Will it apply to both broker and historical query caches?

So, i have these lines in all nodes’ common config

druid.broker.cache.useCache=true
druid.broker.cache.populateCache=true

druid.historical.cache.useCache=true
druid.historical.cache.populateCache=true

And i could not see any difference for the same query run several times. I run a groupBy on 2 dimensions + 1count on all data shared accross 3 histo nodes.
Shouldn’t i get the result almost instantly having enabled the query caching?

Thanks, Vadim.

Hey Vadim,

Yes you do need to set druid.cache.sizeInBytes or else you’ll have a cache that has capacity for zero queries so you’ll see no benefit.

Also note that by default the cache will not store queries for groupBy or select type queries. If you want to enable caching for groupBys, you’ll need to set druid.broker.cache.unCacheable= and druid.historical.cache.unCacheable=, see: http://druid.io/docs/latest/configuration/historical.html#caching

So, the historical nodes cache worked very well for groupBy after the druid.historical.cache.unCacheable modification.
However, i’ve done the same for broker and i’m expecting not to hit the historical nodes at all. Nevertheless i can see in the historical nodes’ logs that they process the query (even if it’s coming from cache and is pretty fast). Any idea?

The configuration from common config on each node is:
druid.broker.cache.useCache=true
druid.broker.cache.populateCache=true

druid.historical.cache.useCache=true
druid.historical.cache.populateCache=true

druid.historical.cache.unCacheable=[“select”]
druid.broker.cache.unCacheable=[“select”]

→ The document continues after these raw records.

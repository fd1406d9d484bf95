//! Metrics collection and exposition.
//!
//! # Metrics
//! - `gateway_requests_total` (counter): requests by method, status, outcome
//! - `gateway_request_duration_seconds` (histogram): latency by method, outcome
//! - `gateway_upstream_errors_total` (counter): gateway-side failures by kind
//!
//! Recording is a no-op until [`init_metrics`] installs the Prometheus recorder.

use std::net::SocketAddr;
use std::time::Instant;

use metrics::{counter, histogram};
use metrics_exporter_prometheus::PrometheusBuilder;

/// How a request left the gateway.
#[derive(Debug, Clone, Copy, PartialEq, Eq)]
pub enum Outcome {
    /// CORS preflight answered locally.
    Preflight,
    /// Upstream response relayed.
    Relayed,
    /// Gateway-side failure.
    Failed,
}

impl Outcome {
    pub fn as_str(&self) -> &'static str {
        match self {
            Outcome::Preflight => "preflight",
            Outcome::Relayed => "relayed",
            Outcome::Failed => "failed",
        }
    }
}

/// Install the Prometheus recorder and its scrape listener.
pub fn init_metrics(addr: SocketAddr) {
    match PrometheusBuilder::new().with_http_listener(addr).install() {
        Ok(()) => tracing::info!(address = %addr, "Metrics endpoint listening"),
        Err(e) => tracing::error!(error = %e, "Failed to install metrics exporter"),
    }
}

/// Record a finished request.
pub fn record_request(method: &str, status: u16, outcome: Outcome, start: Instant) {
    counter!(
        "gateway_requests_total",
        "method" => method.to_string(),
        "status" => status.to_string(),
        "outcome" => outcome.as_str()
    )
    .increment(1);

    histogram!(
        "gateway_request_duration_seconds",
        "method" => method.to_string(),
        "outcome" => outcome.as_str()
    )
    .record(start.elapsed().as_secs_f64());
}

/// Record a failure produced by the gateway itself.
pub fn record_upstream_error(kind: &'static str) {
    counter!("gateway_upstream_errors_total", "kind" => kind).increment(1);
}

Hmm, you’re correct that the broker node should not be hitting the historical for a cached query. I’m assuming that you’re using a single broker node as opposed to a set of brokers behind a load balancer in which your second query might be hitting a different broker node. The only other thing I can think of is perhaps you haven’t allocated a large enough cache on the broker with druid.cache.sizeInBytes so the broker isn’t able to fit the results in cache. Group by queries can get pretty large.

Yeap, i’m using a single broker and it worked after i’ve set the cache size to 1 GB.

However, it takes a lot of time to return the result from broker’s cache - ~20s. Interesting why does it take so long and why do i need so much cache memory for a query limited to 1000 (some kB of data), even if it’s a groupBy. Doesn’t it cache just key -> value? Is there any way to see the size of data from cache?

Thanks, Vadim Vararu.

Hopefully someone more familiar with the cache code will be able to answer this, 20 seconds feels too long. Perhaps one way you could inspect the cache is set up a local memcached server and point Druid at that and then inspect memcache.

Vadim, share your full configuration. JVM tuning, etc.

Share hardware details, runtime configurations, common configurations, etc etc.

I have a related question, if :

s3cmd du s3://druid/base/segments/

has 1 GigaByte, does it mean that if I set druid.cache.sizeInBytes big enough, there won’t be any reading requests to S3 because it all fits into cache?

How big the cache size should be for 1GB of physical segments?

Does it also mean that if I disable druid.historical.cache.useCache then Broker query would trigger s3 request?